Dynamic Factors of Inflation in Pakistan

Authors

  • Waqar Ali Ather Bukhari Government of the Punjab, Lahore, Pakistan Author
  • Hooi Hooi Lean i-CATS University College, Malaysia Author
  • Seemab Rana Universiti Sains Malaysia, Malaysia Author
  • Hock-Tsen Wong Universiti Malaysia Sabah, Malaysia Author

Keywords:

Inflation dynamics, NARDL cointegration, output gap, labor productivity, money supply, inflationary shocks

Abstract

Abstract:Research Question: This paper examines the long run and short run associations between inflation rate and its regressors such as unemployment rate, money supply growth rate, interest rate, labor productivity growth rate, output gap and inflationary shocks in Pakistan. The research specifically addresses how these macroeconomic variables influence inflation dynamically and whether inflationary shocks have asymmetric effects. Motivation: The persistent inflation in Pakistan, driven by both monetary and real sector factors, emphasizes the necessity for a comprehensive empirical investigation to support the formulation of effective economic policies. Data: The study uses annual data from 1991 to 2020, including inflation, unemployment, money supply, interest rate, labor productivity, and output gap. The data were collected from both monetary and real sectors including Federal Bureau of Statistics, State Bank of Pakistan (SBP), International Labor Organization Statistics (ILO) and World Development Indicators (WDI). Method/Tools: Bootstrap Non-linear Autoregressive Distributed Lag (NARDL) cointegration tests (McNown et al. 2018) is opted to identify the long-run cointegration among exogenous and endogenous variables.
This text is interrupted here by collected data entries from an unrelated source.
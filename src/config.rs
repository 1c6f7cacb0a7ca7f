use config::{Config, ConfigError, Environment, File};
use serde::Deserialize;
use std::collections::HashSet;
use std::path::Path;
use std::time::Duration;

use crate::coordination::CircuitBreakerConfig;
use crate::domain::DependencyDescriptor;
use crate::error::{Result, VigilError};
use crate::supervisor::PolicyConfig;

/// Main configuration structure
#[derive(Debug, Clone, Default, Deserialize)]
pub struct AppConfig {
    #[serde(default)]
    pub orchestrator: OrchestratorConfig,
    #[serde(default)]
    pub probe: ProbeConfig,
    #[serde(default)]
    pub breaker: BreakerConfig,
    #[serde(default)]
    pub policy: PolicySettings,
    #[serde(default)]
    pub executor: ExecutorConfig,
    #[serde(default)]
    pub event_store: EventStoreConfig,
    #[serde(default)]
    pub api: ApiConfig,
    #[serde(default)]
    pub logging: LoggingConfig,
    /// Monitored services
    #[serde(default)]
    pub dependencies: Vec<DependencyConfig>,
}

#[derive(Debug, Clone, Deserialize)]
pub struct OrchestratorConfig {
    /// Seconds between probe/remediation cycles
    #[serde(default = "default_cycle_interval")]
    pub cycle_interval_secs: u64,
}

fn default_cycle_interval() -> u64 {
    30
}

impl Default for OrchestratorConfig {
    fn default() -> Self {
        Self {
            cycle_interval_secs: default_cycle_interval(),
        }
    }
}

#[derive(Debug, Clone, Deserialize)]
pub struct ProbeConfig {
    /// Default probe timeout in seconds
    #[serde(default = "default_probe_timeout")]
    pub timeout_secs: u64,
    /// 2xx responses slower than this are degraded
    #[serde(default = "default_degraded_latency")]
    pub degraded_latency_ms: u64,
}

fn default_probe_timeout() -> u64 {
    10
}

fn default_degraded_latency() -> u64 {
    5_000
}

impl Default for ProbeConfig {
    fn default() -> Self {
        Self {
            timeout_secs: default_probe_timeout(),
            degraded_latency_ms: default_degraded_latency(),
        }
    }
}

#[derive(Debug, Clone, Deserialize)]
pub struct BreakerConfig {
    /// Consecutive unhealthy probes before opening
    #[serde(default = "default_failure_threshold")]
    pub failure_threshold: u32,
    /// Seconds an open breaker waits before allowing a trial probe
    #[serde(default = "default_recovery_timeout")]
    pub recovery_timeout_secs: u64,
}

fn default_failure_threshold() -> u32 {
    5
}

fn default_recovery_timeout() -> u64 {
    60
}

impl Default for BreakerConfig {
    fn default() -> Self {
        Self {
            failure_threshold: default_failure_threshold(),
            recovery_timeout_secs: default_recovery_timeout(),
        }
    }
}

impl BreakerConfig {
    pub fn to_breaker_config(&self) -> CircuitBreakerConfig {
        CircuitBreakerConfig {
            failure_threshold: self.failure_threshold,
            recovery_timeout: Duration::from_secs(self.recovery_timeout_secs),
        }
    }
}

#[derive(Debug, Clone, Deserialize)]
pub struct PolicySettings {
    /// Unhealthy samples slower than this get a cache clear
    #[serde(default = "default_unhealthy_latency")]
    pub unhealthy_latency_ms: u64,
    /// Degraded samples slower than this get a preventive cache clear
    #[serde(default = "default_degraded_latency")]
    pub degraded_latency_ms: u64,
    /// Error substrings that identify a connection failure
    #[serde(default = "default_restart_signatures")]
    pub restart_signatures: Vec<String>,
}

fn default_unhealthy_latency() -> u64 {
    10_000
}

fn default_restart_signatures() -> Vec<String> {
    vec![
        "connection".to_string(),
        "refused".to_string(),
        "reset by peer".to_string(),
    ]
}

impl Default for PolicySettings {
    fn default() -> Self {
        Self {
            unhealthy_latency_ms: default_unhealthy_latency(),
            degraded_latency_ms: default_degraded_latency(),
            restart_signatures: default_restart_signatures(),
        }
    }
}

impl PolicySettings {
    pub fn to_policy_config(&self) -> PolicyConfig {
        PolicyConfig {
            unhealthy_latency: Duration::from_millis(self.unhealthy_latency_ms),
            degraded_latency: Duration::from_millis(self.degraded_latency_ms),
            restart_signatures: self
                .restart_signatures
                .iter()
                .map(|s| s.to_ascii_lowercase())
                .collect(),
        }
    }
}

#[derive(Debug, Clone, Copy, PartialEq, Eq, Deserialize, Default)]
#[serde(rename_all = "lowercase")]
pub enum ExecutorKind {
    /// Log the action and report success
    #[default]
    Log,
    /// Call the deployment platform / cache service over HTTP
    Http,
}

#[derive(Debug, Clone, Deserialize)]
pub struct ExecutorConfig {
    #[serde(default)]
    pub kind: ExecutorKind,
    /// Restart endpoint, `{name}` is replaced by the dependency name
    #[serde(default)]
    pub restart_url: Option<String>,
    /// Cache invalidation endpoint, `{name}` is replaced by the dependency name
    #[serde(default)]
    pub cache_clear_url: Option<String>,
    /// Optional webhook notified when a circuit is broken
    #[serde(default)]
    pub alert_url: Option<String>,
    /// Timeout for executor HTTP calls
    #[serde(default = "default_executor_timeout")]
    pub timeout_secs: u64,
    /// Seconds to wait after a restart before re-probing (0 = do not re-probe)
    #[serde(default = "default_restart_settle")]
    pub restart_settle_secs: u64,
}

fn default_executor_timeout() -> u64 {
    30
}

fn default_restart_settle() -> u64 {
    10
}

impl Default for ExecutorConfig {
    fn default() -> Self {
        Self {
            kind: ExecutorKind::default(),
            restart_url: None,
            cache_clear_url: None,
            alert_url: None,
            timeout_secs: default_executor_timeout(),
            restart_settle_secs: default_restart_settle(),
        }
    }
}

#[derive(Debug, Clone, Copy, PartialEq, Eq, Deserialize, Default)]
#[serde(rename_all = "lowercase")]
pub enum EventStoreBackend {
    Memory,
    /// Append-only JSON lines file
    #[default]
    File,
    Postgres,
}

#[derive(Debug, Clone, Deserialize)]
pub struct EventStoreConfig {
    #[serde(default)]
    pub backend: EventStoreBackend,
    /// JSON lines file for the `file` backend
    #[serde(default = "default_event_path")]
    pub path: String,
    /// PostgreSQL connection URL for the `postgres` backend
    #[serde(default)]
    pub database_url: Option<String>,
    /// Maximum connections in pool
    #[serde(default = "default_max_connections")]
    pub max_connections: u32,
}

fn default_event_path() -> String {
    "data/remediation_events.jsonl".to_string()
}

fn default_max_connections() -> u32 {
    5
}

impl Default for EventStoreConfig {
    fn default() -> Self {
        Self {
            backend: EventStoreBackend::default(),
            path: default_event_path(),
            database_url: None,
            max_connections: default_max_connections(),
        }
    }
}

#[derive(Debug, Clone, Deserialize)]
pub struct ApiConfig {
    #[serde(default = "default_api_port")]
    pub port: u16,
}

fn default_api_port() -> u16 {
    8007
}

impl Default for ApiConfig {
    fn default() -> Self {
        Self {
            port: default_api_port(),
        }
    }
}

#[derive(Debug, Clone, Deserialize)]
pub struct LoggingConfig {
    /// Filter directive used when `RUST_LOG` is unset
    #[serde(default = "default_log_level")]
    pub level: String,
    /// Enable JSON formatted logs
    #[serde(default)]
    pub json: bool,
    /// Directory for daily rolling log files (disabled when unset)
    #[serde(default)]
    pub dir: Option<String>,
}

fn default_log_level() -> String {
    "info,vigil=debug,sqlx=warn".to_string()
}

impl Default for LoggingConfig {
    fn default() -> Self {
        Self {
            level: default_log_level(),
            json: false,
            dir: None,
        }
    }
}

#[derive(Debug, Clone, Deserialize)]
pub struct DependencyConfig {
    pub name: String,
    /// Base URL or full health endpoint URL
    pub url: String,
    /// Overrides `probe.timeout_secs`
    #[serde(default)]
    pub timeout_secs: Option<u64>,
    /// Overrides `probe.degraded_latency_ms`
    #[serde(default)]
    pub degraded_latency_ms: Option<u64>,
}

impl AppConfig {
    /// Load configuration from files and environment
    pub fn load() -> std::result::Result<Self, ConfigError> {
        Self::load_from("config")
    }

    /// Load configuration from a specific directory
    pub fn load_from<P: AsRef<Path>>(config_dir: P) -> std::result::Result<Self, ConfigError> {
        let config_dir = config_dir.as_ref();

        let builder = Config::builder()
            .set_default("logging.level", "info,vigil=debug,sqlx=warn")?
            .set_default("logging.json", false)?
            // Load default config file
            .add_source(File::from(config_dir.join("default.toml")).required(false))
            // Load environment-specific config (e.g., config/production.toml)
            .add_source(
                File::from(config_dir.join(
                    std::env::var("VIGIL_ENV").unwrap_or_else(|_| "development".to_string()),
                ))
                .required(false),
            )
            // Override with environment variables (VIGIL_API__PORT, etc.)
            .add_source(
                Environment::with_prefix("VIGIL")
                    .prefix_separator("_")
                    .separator("__")
                    .try_parsing(true),
            );

        builder.build()?.try_deserialize()
    }

    /// Build the dependency descriptors, applying probe defaults
    pub fn descriptors(&self) -> Result<Vec<DependencyDescriptor>> {
        self.dependencies
            .iter()
            .map(|dep| {
                let timeout = dep.timeout_secs.unwrap_or(self.probe.timeout_secs);
                let degraded = dep
                    .degraded_latency_ms
                    .unwrap_or(self.probe.degraded_latency_ms);
                Ok(DependencyDescriptor::parse(&dep.name, &dep.url)?
                    .with_timeout(Duration::from_secs(timeout))
                    .with_degraded_latency(Duration::from_millis(degraded)))
            })
            .collect()
    }

    pub fn cycle_interval(&self) -> Duration {
        Duration::from_secs(self.orchestrator.cycle_interval_secs)
    }

    /// Validate configuration values, collecting every problem
    pub fn validate(&self) -> Result<()> {
        let mut errors = Vec::new();

        if self.orchestrator.cycle_interval_secs == 0 {
            errors.push("orchestrator.cycle_interval_secs must be positive".to_string());
        }
        if self.probe.timeout_secs == 0 {
            errors.push("probe.timeout_secs must be positive".to_string());
        }
        if self.breaker.failure_threshold == 0 {
            errors.push("breaker.failure_threshold must be positive".to_string());
        }
        if self.policy.restart_signatures.iter().any(|s| s.trim().is_empty()) {
            errors.push("policy.restart_signatures must not contain empty entries".to_string());
        }

        if self.dependencies.is_empty() {
            errors.push("no dependencies configured".to_string());
        }

        let mut seen = HashSet::new();
        for dep in &self.dependencies {
            if !seen.insert(dep.name.as_str()) {
                errors.push(format!("duplicate dependency name: {}", dep.name));
            }
            if dep.timeout_secs == Some(0) {
                errors.push(format!("dependency {}: timeout_secs must be positive", dep.name));
            }
            if let Err(e) = DependencyDescriptor::parse(&dep.name, &dep.url) {
                errors.push(format!("dependency {}: {}", dep.name, e));
            }
        }

        if self.executor.kind == ExecutorKind::Http
            && self.executor.restart_url.is_none()
            && self.executor.cache_clear_url.is_none()
        {
            errors.push(
                "executor.kind = \"http\" needs restart_url or cache_clear_url".to_string(),
            );
        }

        match self.event_store.backend {
            EventStoreBackend::File if self.event_store.path.trim().is_empty() => {
                errors.push("event_store.path must be set for the file backend".to_string());
            }
            EventStoreBackend::Postgres if self.event_store.database_url.is_none() => {
                errors.push(
                    "event_store.database_url must be set for the postgres backend".to_string(),
                );
            }
            _ => {}
        }

        if errors.is_empty() {
            Ok(())
        } else {
            Err(VigilError::InvalidConfig(errors))
        }
    }
}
This approach also captures asymmetric effects by analysing how positives and negatives shocks influence inflation in Pakistan. Findings: The results show that there is a significant impact of labor productivity, output gap and unemployment rate on inflation rate. Monetary variables are also observed as the important drivers of inflation fluctuations. The findings suggest a contractionary monetary policy in the long run and expansionary monetary policy in the short run to stabilize inflation rate in Pakistan. This study also provides evidences on the positive impact of inflationary shocks on increase in inflation. Negative inflation shocks are found more influential than positive inflation shocks. Contributions: This study contributes to the inflation literature by introducing asymmetric dynamics using the NARDL approach and integrating real sector variables like labor productivity and output gap in the Pakistan, offering new insights for monetary policy formulation.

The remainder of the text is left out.